Die Frau bleibt zuhause, der Mann arbeitet: so das klassische Familienmodell in der Schweiz. Der Dokumentarfilm «Von der Rolle» porträtiert drei Paare, die davon abweichen.
Gedreht wurde er von einem Berner Filmemacher-Paar, das selbst ein alternatives Modell lebt: der Regisseurin Verena Endtner und dem Produzenten Dan Riesen. Im Gespräch erzählen sie, warum es sich lohnt, wenn auch Frauen Karriere machen und Männer Kuchen backen.
SRF: 80 Prozent leben in der Schweiz in einem traditionellen Familienmodell. War es schwierig, unkonventionell lebende Paare zu finden?
Verena Endtner: Es war nicht besonders schwierig. Denn dass ihr Lebensmodell als unkonventionell gesehen wird, war für diese Paare zugleich Motivation, mitzumachen. Es ist ihnen ein Anliegen, dass man sieht: Es gibt andere Modelle. Es lohnt sich, sie auszuprobieren und es funktioniert.
Woher kam die Idee zum Film?
Verena Endtner: Sie entstand aus meiner persönlichen Situation.

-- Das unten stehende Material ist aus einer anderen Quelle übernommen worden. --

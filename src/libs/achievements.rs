//! Achievement catalog and unlock rules.
//!
//! Achievements are evaluated from a [`Progress`] snapshot. Evaluation only
//! reports keys that qualify and are not yet unlocked, so storing its output
//! never duplicates an unlock.

use chrono::{Duration, NaiveDate};
use serde::Serialize;
use std::collections::BTreeSet;
use std::fmt;

pub const FIRST_LOGIN: &str = "FIRST_LOGIN";
pub const STUDY_STREAK_3: &str = "STUDY_STREAK_3";
pub const STUDY_STREAK_7: &str = "STUDY_STREAK_7";
pub const CHAPTER_MASTERY: &str = "CHAPTER_MASTERY";
pub const MISTAKE_RESOLVED: &str = "MISTAKE_RESOLVED";

/// Resolved mistakes needed for [`MISTAKE_RESOLVED`].
pub const RESOLVED_MISTAKES_GOAL: usize = 5;

#[derive(Debug, Clone, Copy, PartialEq, Eq, Serialize)]
#[serde(rename_all = "lowercase")]
pub enum AchievementKind {
    Milestone,
    Streak,
    Performance,
}

impl fmt::Display for AchievementKind {
    fn fmt(&self, f: &mut fmt::Formatter<'_>) -> fmt::Result {
        match self {
            AchievementKind::Milestone => f.write_str("milestone"),
            AchievementKind::Streak => f.write_str("streak"),
            AchievementKind::Performance => f.write_str("performance"),
        }
    }
}

#[derive(Debug, Clone, Copy, PartialEq, Eq, Serialize)]
pub struct Achievement {
    pub key: &'static str,
    pub title: &'static str,
    pub description: &'static str,
    pub kind: AchievementKind,
    pub points: u32,
}

pub const CATALOG: [Achievement; 5] = [
    Achievement {
        key: FIRST_LOGIN,
        title: "First Steps",
        description: "Started your NEET preparation",
        kind: AchievementKind::Milestone,
        points: 10,
    },
    Achievement {
        key: STUDY_STREAK_3,
        title: "Consistent Learner",
        description: "Studied 3 days in a row",
        kind: AchievementKind::Streak,
        points: 30,
    },
    Achievement {
        key: STUDY_STREAK_7,
        title: "Study Warrior",
        description: "Studied 7 days in a row",
        kind: AchievementKind::Streak,
        points: 70,
    },
    Achievement {
        key: CHAPTER_MASTERY,
        title: "Chapter Master",
        description: "Completed theory, lecture and practice for a chapter",
        kind: AchievementKind::Performance,
        points: 50,
    },
    Achievement {
        key: MISTAKE_RESOLVED,
        title: "Learning from Mistakes",
        description: "Resolved 5 logged mistakes",
        kind: AchievementKind::Performance,
        points: 40,
    },
];

pub fn find(key: &str) -> Option<&'static Achievement> {
    CATALOG.iter().find(|a| a.key == key)
}

/// Total points of the given unlocked keys. Unknown keys count zero.
pub fn points<'a>(unlocked: impl IntoIterator<Item = &'a str>) -> u32 {
    unlocked.into_iter().filter_map(find).map(|a| a.points).sum()
}

/// Consecutive days with at least one study session, counting back from `today`.
///
/// Zero when there was no session today.
pub fn streak(session_dates: &[NaiveDate], today: NaiveDate) -> u32 {
    let days: BTreeSet<NaiveDate> = session_dates.iter().copied().collect();
    let mut count = 0;
    let mut day = today;
    while days.contains(&day) {
        count += 1;
        day -= Duration::days(1);
    }
    count
}

/// Inputs for one evaluation pass.
#[derive(Debug, Clone, Default)]
pub struct Progress {
    pub streak: u32,
    pub completed_chapters: usize,
    pub resolved_mistakes: usize,
}

/// Keys that `progress` qualifies for and that are not in `unlocked`, in catalog order.
///
/// [`FIRST_LOGIN`] always qualifies.
pub fn evaluate(progress: &Progress, unlocked: &[String]) -> Vec<&'static Achievement> {
    CATALOG
        .iter()
        .filter(|a| match a.key {
            FIRST_LOGIN => true,
            STUDY_STREAK_3 => progress.streak >= 3,
            STUDY_STREAK_7 => progress.streak >= 7,
            CHAPTER_MASTERY => progress.completed_chapters > 0,
            MISTAKE_RESOLVED => progress.resolved_mistakes >= RESOLVED_MISTAKES_GOAL,
            _ => false,
        })
        .filter(|a| !unlocked.iter().any(|k| k == a.key))
        .collect()
}

#[cfg(test)]
mod tests {
    use super::*;

    fn date(d: u32) -> NaiveDate {
        NaiveDate::from_ymd_opt(2025, 3, d).unwrap()
    }

    #[test]
    fn test_streak_counts_back_from_today() {
        let sessions = [date(10), date(11), date(11), date(12), date(8)];
        assert_eq!(streak(&sessions, date(12)), 3);
        assert_eq!(streak(&sessions, date(13)), 0);
        assert_eq!(streak(&[], date(12)), 0);
    }

    #[test]
    fn test_evaluate_thresholds() {
        let progress = Progress {
            streak: 7,
            completed_chapters: 0,
            resolved_mistakes: 4,
        };
        let keys: Vec<_> = evaluate(&progress, &[]).iter().map(|a| a.key).collect();
        assert_eq!(keys, vec![FIRST_LOGIN, STUDY_STREAK_3, STUDY_STREAK_7]);
    }

    #[test]
    fn test_evaluate_skips_unlocked() {
        let progress = Progress {
            streak: 3,
            completed_chapters: 1,
            resolved_mistakes: 5,
        };
        let unlocked = vec![FIRST_LOGIN.to_string(), STUDY_STREAK_3.to_string()];
        let keys: Vec<_> = evaluate(&progress, &unlocked).iter().map(|a| a.key).collect();
        assert_eq!(keys, vec![CHAPTER_MASTERY, MISTAKE_RESOLVED]);
    }

    #[test]
    fn test_points() {
        assert_eq!(points([FIRST_LOGIN, STUDY_STREAK_7, "UNKNOWN"]), 80);
    }
}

Aus dem Gefühl, das ich habe, als Mutter in eine Rolle hineingedrängt zu werden, die ich nicht mehr zeitgerecht finde.
Ich finde es wichtig, dass ich arbeite und mein Partner auch. Ich will mich deswegen nicht mehr erklären müssen und mich nicht mehr in einer Defensivsituation befinden. Und es ist wichtig, dass wir unserem Kind vorleben, dass man beides haben kann: ein erfülltes Familienleben und Ambitionen im Beruf.
Man muss Rollen explizit ändern wollen, denn von alleine passiert das nicht.
Verfolgt ihr mit dem Film also auch eine aufklärerische Absicht?
Dan Riesen: Wir möchten mit unserem Film dazu beitragen, dass Zuschreibungen, was der Mann kann und was die Frau, durchlässiger werden. Ich habe die Hoffnung, dass er gerade Männern Mut macht, daheim Verantwortung zu übernehmen und sich in neue Gebiete zu wagen. Aber spielerisch und nicht im Kampf.
«Achtung Väter» – Vier Männer über ihre Vaterrolle
Verena Endtner: Das Ziel ist, dass man eigene Verhaltensmuster und eingeschliffene Arbeitsabläufe hinterfragt. Vielleicht ist es nicht einfacher, wenn man eine alternative Rollenverteilung lebt – aber besonders für Kinder ist das extrem bereichernd, wenn sie einen Vater und eine Mutter im Alltag, nicht nur nach Feierabend, erleben. Wenn das häufiger Realität wird oder zumindest mehr diskutiert wird, dann hätte der Film sein Ziel erreicht.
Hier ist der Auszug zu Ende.